I am about to set my feet on foreign soil for the first time in my life (not counting Agua Prieta and Nogales because they don't really, really count.)
WELCOME TO PANAMA
Crossing the plank we see several people holding signs for excursions that people have signed up for, and solicitors trying to hook you on their excursion. Our group of 10 has 2 extra friends. We are essentially glued together looking for "Mario." One of the guys in our group set the excursion up for us online through a private company, not associated with the cruise line. A man with a thick local accent starts saying "mario, mario" along with someone else. We follow him to a nearly empty parking lot. He looks at his partner and leads us in another direction.
Some of us are developing heist anxiety. We ask for him to read our names from the list of people who signed up so that we know he is legit. He does not have it. He begs us to follow him. Still no one named Mario. We follow him anyway and he leads us to the proper busses with a tour guide who reads all of our names from a her list. Whew!
We drive for over an hour through the bumpy streets of Panama as the two tour guides take turns describing different facets of panamanian culture and canal history, to which my eyes relax. I find the strain of keeping up with the passing scenery to be too strenuous.
Still, my bladder keeps me awake, trying to contain the supergreens, even though we stopped at a grocery store fairly early on to stand in line for a single restroom. I would not find relief until we reached the slatted (non-private) shack with a hole in a concrete slab at the village of the indigenous tribe we were to visit.
We were greeted by dark men in colorful loincloths. They led us to a hand-carved canoe on the especially low waters of a river somewhere in the rainforest. (It was the dry season.) The primitive man pushed us off with a long pole and then started the outboard motor. (Who wants to teach a bunch of tourists how to row?) Still, we had to get out of the boat in the shallowest spot to free it from its attachment to the bottom of the river.

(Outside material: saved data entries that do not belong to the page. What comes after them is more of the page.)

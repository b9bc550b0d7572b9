//! Event types for PC/SC card monitoring

/// Events related to card insertion/removal
#[derive(Debug, Clone, PartialEq, Eq)]
pub enum CardEvent {
    /// Card was inserted into a reader
    Inserted {
        /// Reader name
        reader: String,
        /// ATR of the inserted card
        atr: Vec<u8>,
    },
    /// Card was removed from a reader
    Removed {
        /// Reader name
        reader: String,
    },
}

impl CardEvent {
    /// Name of the reader the event happened on
    pub fn reader(&self) -> &str {
        match self {
            Self::Inserted { reader, .. } | Self::Removed { reader } => reader,
        }
    }
}
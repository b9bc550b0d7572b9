//! Command templates for the on-card side of the authentication
//!
//! The first authentication command depends on the device family and is
//! looked up in [`AUTH_TEMPLATES`]. Selection, UID read and the second
//! authentication step are shared by every family.

use bytes::Bytes;
use chipscan_apdu_core::Command;

use crate::registry::DeviceFamily;

/// Header and fixed data of a family's first authentication command
#[derive(Debug, Clone, Copy, PartialEq, Eq)]
pub struct AuthTemplate {
    /// Class byte
    pub cla: u8,
    /// Instruction byte
    pub ins: u8,
    /// Parameter 1
    pub p1: u8,
    /// Parameter 2
    pub p2: u8,
    /// Fixed command data, if any
    pub data: Option<&'static [u8]>,
}

impl AuthTemplate {
    /// Spark 2: native AuthenticateEV2First with key number 2
    pub const SPARK2: Self = Self {
        cla: 0x90,
        ins: 0x71,
        p1: 0x00,
        p2: 0x00,
        data: Some(&[0x02, 0x00]),
    };

    /// Apex: authentication applet challenge
    pub const APEX: Self = Self {
        cla: 0x00,
        ins: 0xA9,
        p1: 0xA3,
        p2: 0x00,
        data: None,
    };

    /// Template registered for `family`
    pub fn for_family(family: DeviceFamily) -> Option<&'static Self> {
        AUTH_TEMPLATES
            .iter()
            .find(|(f, _)| *f == family)
            .map(|(_, template)| template)
    }

    /// First authentication command, always expecting response data
    pub fn first_auth(&self) -> Command {
        let command = Command::new_with_le(self.cla, self.ins, self.p1, self.p2, 0x00);
        match self.data {
            Some(data) => command.with_data(Bytes::from_static(data)),
            None => command,
        }
    }
}

/// First authentication template per device family
pub const AUTH_TEMPLATES: &[(DeviceFamily, AuthTemplate)] = &[
    (DeviceFamily::Spark2, AuthTemplate::SPARK2),
    (DeviceFamily::Apex, AuthTemplate::APEX),
];

/// SELECT by AID, first or only occurrence, no response data
pub fn select(aid: &[u8]) -> Command {
    Command::new_with_data(0x00, 0xA4, 0x04, 0x0C, Bytes::copy_from_slice(aid))
}

/// Reader pseudo-APDU returning the card UID
pub const fn get_uid() -> Command {
    Command::new_with_le(0xFF, 0xCA, 0x00, 0x00, 0x00)
}

/// Second authentication step carrying the server-computed response
pub fn second_auth(pcd_response: &[u8]) -> Command {
    Command::new_with_data_and_le(
        0x90,
        0xAF,
        0x00,
        0x00,
        Bytes::copy_from_slice(pcd_response),
        0x00,
    )
}
//! Configuration options for PC/SC transport

use pcsc::{Protocols as PcscProtocols, ShareMode as PcscShareMode};

/// Sharing mode for card connections
#[derive(Debug, Clone, Copy, PartialEq, Eq, Default)]
pub enum ShareMode {
    /// Exclusive access to the card
    Exclusive,
    /// Shared access to the card (default)
    #[default]
    Shared,
    /// Direct connection to the reader
    Direct,
}

impl From<ShareMode> for PcscShareMode {
    fn from(mode: ShareMode) -> Self {
        match mode {
            ShareMode::Exclusive => Self::Exclusive,
            ShareMode::Shared => Self::Shared,
            ShareMode::Direct => Self::Direct,
        }
    }
}

/// Configuration options for PC/SC transport
#[derive(Debug, Clone)]
pub struct PcscConfig {
    /// Sharing mode for card connections
    pub share_mode: ShareMode,

    /// Preferred protocols for card communication
    pub protocols: PcscProtocols,
}

impl Default for PcscConfig {
    fn default() -> Self {
        Self {
            share_mode: ShareMode::Shared,
            protocols: PcscProtocols::ANY,
        }
    }
}

impl PcscConfig {
    /// Create a new default configuration
    pub fn new() -> Self {
        Self::default()
    }

    /// Set the sharing mode
    pub const fn with_share_mode(mut self, mode: ShareMode) -> Self {
        self.share_mode = mode;
        self
    }

    /// Set the preferred protocols
    pub const fn with_protocols(mut self, protocols: PcscProtocols) -> Self {
        self.protocols = protocols;
        self
    }
}
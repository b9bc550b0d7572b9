//! Error types specific to card transport

/// Transport error type
#[derive(Debug, Clone, PartialEq, Eq, thiserror::Error)]
pub enum TransportError {
    /// Connection error
    #[error("Failed to connect to device")]
    Connection,

    /// Transmission error
    #[error("Failed to transmit data")]
    Transmission,

    /// Reader not found
    #[error("Reader not found: {0}")]
    ReaderNotFound(String),

    /// No card present in the reader
    #[error("No card present in reader: {0}")]
    NoCard(String),

    /// Card was removed during the exchange
    #[error("Card was removed")]
    CardRemoved,

    /// Buffer too small
    #[error("Buffer too small")]
    BufferTooSmall,

    /// Driver error (with code)
    #[error("Driver error code: {0}")]
    Driver(i32),

    /// Other error with message
    #[error("{0}")]
    Other(String),
}
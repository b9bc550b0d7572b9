//! Tag identification by probing registered AIDs

use chipscan_apdu_core::response::status::common::{ADDITIONAL_FRAME, FILE_NOT_FOUND, SUCCESS};
use chipscan_apdu_core::{Executor, ResultExt};
use tracing::{debug, warn};

use crate::auth::{self, AuthTemplate};
use crate::codec::to_hex;
use crate::error::Result;
use crate::registry::{DeviceEntry, DeviceFamily, DeviceRegistry};

/// A device that answered one of the registered AIDs
#[derive(Debug, Clone, PartialEq, Eq)]
pub struct Identified {
    /// Family of the matching entry
    pub family: DeviceFamily,
    /// Device-originated challenge, hex encoded
    pub pcd_challenge: String,
}

/// Identifies a card against a [`DeviceRegistry`]
#[derive(Debug, Clone, Copy)]
pub struct TagIdentifier<'a> {
    registry: &'a DeviceRegistry,
}

impl<'a> TagIdentifier<'a> {
    /// Create an identifier over `registry`
    pub const fn new(registry: &'a DeviceRegistry) -> Self {
        Self { registry }
    }

    /// Select each AID in registry order and return the first entry that answers
    ///
    /// `90 00` and `90 AF` count as a match. Any other status, or a failure
    /// while exchanging a single SELECT, moves on to the next entry.
    pub fn select_device<E: Executor>(&self, executor: &mut E) -> Option<&'a DeviceEntry> {
        for entry in self.registry {
            let aid = to_hex(entry.aid());
            match executor.transmit(&auth::select(entry.aid())) {
                Ok(response) => {
                    let status = response.status();
                    if status == SUCCESS || status == ADDITIONAL_FRAME {
                        debug!(aid = %aid, family = %entry.family(), "AID selected");
                        return Some(entry);
                    }
                    if status == FILE_NOT_FOUND {
                        debug!(aid = %aid, "AID not present");
                    } else {
                        debug!(aid = %aid, status = %status, "AID rejected");
                    }
                }
                Err(e) => warn!(aid = %aid, error = %e, "SELECT failed, trying next AID"),
            }
        }
        None
    }

    /// Send the family's first authentication command and return the card challenge as hex
    ///
    /// The status word is family specific and only logged. Transport failures
    /// are returned to the caller.
    pub fn first_authentication<E: Executor>(
        &self,
        executor: &mut E,
        family: DeviceFamily,
    ) -> Result<Option<String>> {
        let Some(template) = AuthTemplate::for_family(family) else {
            return Ok(None);
        };

        let response = executor
            .transmit(&template.first_auth())
            .context("First authentication failed")?;
        debug!(family = %family, status = %response.status(), "First authentication answered");

        Ok(Some(to_hex(response.payload())))
    }

    /// Select the card's AID and, on a match, obtain the device challenge
    ///
    /// Returns `Ok(None)` when no registered AID answered.
    pub fn identify<E: Executor>(&self, executor: &mut E) -> Result<Option<Identified>> {
        let Some(entry) = self.select_device(executor) else {
            return Ok(None);
        };
        let family = entry.family();
        Ok(self
            .first_authentication(executor, family)?
            .map(|pcd_challenge| Identified {
                family,
                pcd_challenge,
            }))
    }
}
//! Properties of the white-region feature vector on synthetic images.

use qr_recapture::{ColorImage, FEATURE_LEN, FeatureExtractor, FeatureVector};

fn extractor() -> FeatureExtractor {
    FeatureExtractor::with_white_threshold(200)
}

/// Deterministic pseudo-random noise image (LCG), biased bright
fn noise_image(width: usize, height: usize, seed: u32) -> ColorImage {
    let mut state = seed;
    let mut data = Vec::with_capacity(width * height * 3);
    for _ in 0..width * height * 3 {
        state = state.wrapping_mul(1_664_525).wrapping_add(1_013_904_223);
        data.push(120 + (state >> 24) as u8 % 136);
    }
    ColorImage::from_rgb(data, width, height).expect("valid image")
}

/// QR-like pattern: 5px modules alternating bright and dark
fn qr_like(width: usize, height: usize) -> ColorImage {
    let mut data = Vec::with_capacity(width * height * 3);
    for y in 0..height {
        for x in 0..width {
            let v = if (x / 5 + y / 5) % 2 == 0 { 230 } else { 30 };
            data.extend_from_slice(&[v, v, v]);
        }
    }
    ColorImage::from_rgb(data, width, height).expect("valid image")
}

#[test]
fn test_extraction_is_deterministic() {
    let image = noise_image(64, 48, 7);
    let a = extractor().extract(&image);
    let b = extractor().extract(&image);
    assert_eq!(a.to_array(), b.to_array());
}

#[test]
fn test_fixed_length_regardless_of_size() {
    for (w, h) in [(1, 1), (3, 2), (100, 7), (33, 65)] {
        let v = extractor().extract(&noise_image(w, h, 3));
        assert_eq!(v.as_slice().len(), FEATURE_LEN);
    }
}

#[test]
fn test_all_black_is_zero_vector() {
    let image = ColorImage::filled(50, 50, [0, 0, 0]).unwrap();
    let v = extractor().extract(&image);
    assert_eq!(v.to_array(), [0.0; FEATURE_LEN]);
    assert_eq!(v, FeatureVector::INSUFFICIENT_SIGNAL);
}

#[test]
fn test_histogram_sums_to_one() {
    let images = [
        noise_image(40, 40, 1),
        noise_image(17, 91, 2),
        qr_like(60, 45),
        ColorImage::filled(9, 9, [255, 255, 255]).unwrap(),
    ];
    for image in &images {
        let v = extractor().extract(image);
        assert!(!v.is_insufficient_signal());
        let sum: f64 = v.lbp_histogram().iter().sum();
        assert!((sum - 1.0).abs() < 1e-6, "histogram sum was {sum}");
        assert!(v.lbp_histogram().iter().all(|&b| (0.0..=1.0).contains(&b)));
    }
}

#[test]
fn test_white_ratio_bounds() {
    let white = ColorImage::filled(30, 30, [255, 255, 255]).unwrap();
    assert_eq!(extractor().extract(&white).white_ratio(), 1.0);

    let dark = ColorImage::filled(30, 30, [199, 199, 199]).unwrap();
    assert_eq!(extractor().extract(&dark).white_ratio(), 0.0);

    // 5px modules on a 60x45 grid: half of the modules are bright
    let v = extractor().extract(&qr_like(60, 45));
    assert!(v.white_ratio() > 0.4 && v.white_ratio() < 0.6);
}

#[test]
fn test_threshold_is_strict() {
    let at = ColorImage::filled(20, 20, [200, 200, 200]).unwrap();
    assert!(extractor().extract(&at).is_insufficient_signal());

    let above = ColorImage::filled(20, 20, [201, 201, 201]).unwrap();
    let v = extractor().extract(&above);
    assert_eq!(v.white_ratio(), 1.0);
    assert_eq!(v.min(), 201.0);
    assert_eq!(v.max(), 201.0);
}

#[test]
fn test_threshold_is_configurable() {
    let image = ColorImage::filled(20, 20, [150, 150, 150]).unwrap();
    assert!(extractor().extract(&image).is_insufficient_signal());
    let v = FeatureExtractor::with_white_threshold(100).extract(&image);
    assert_eq!(v.white_ratio(), 1.0);
    assert_eq!(v.mean(), 150.0);
}

#[test]
fn test_statistics_describe_only_white_pixels() {
    let v = extractor().extract(&qr_like(50, 50));
    assert_eq!(v.mean(), 230.0);
    assert_eq!(v.std_dev(), 0.0);
    assert_eq!(v.min(), 230.0);
    assert_eq!(v.max(), 230.0);
    assert_eq!(v.entropy(), 0.0);
}

#[test]
fn test_entropy_grows_with_spread() {
    let flat = extractor().extract(&ColorImage::filled(32, 32, [240, 240, 240]).unwrap());
    let noisy = extractor().extract(&noise_image(32, 32, 11));
    assert_eq!(flat.entropy(), 0.0);
    assert!(noisy.entropy() > 1.0);
    assert!(noisy.entropy() <= 8.0);
}

#[test]
fn test_large_image_uses_parallel_path_consistently() {
    // 600x500 is above the parallel cut-over
    let big = qr_like(600, 500);
    let v1 = extractor().extract(&big);
    let v2 = extractor().extract(&big);
    assert_eq!(v1, v2);
    assert_eq!(v1.mean(), 230.0);
    let sum: f64 = v1.lbp_histogram().iter().sum();
    assert!((sum - 1.0).abs() < 1e-6);
}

We docked at the bottom of a high, rounded hill. Tribe members greeted us atop with the music of coarse reed fluts and rythms of turtle shells and gourds. We were honored guests. The chief himself played an instrument. After two canoes (long ones) full of people took the aforementioned potty break, they served us lunch. It was fish and, perhaps, corn-breaded plantains. The "plantains" tasted better with every bite, and the fish was the most flavorful I have ever had. It was served in a banana frond folded into a cornucopia.
We were then invited to watch sacred dances of celebration and healing, as well as join in. We were then given a few minutes to peruse tables of handmade crafts: beadwork, weaving, and sculpture.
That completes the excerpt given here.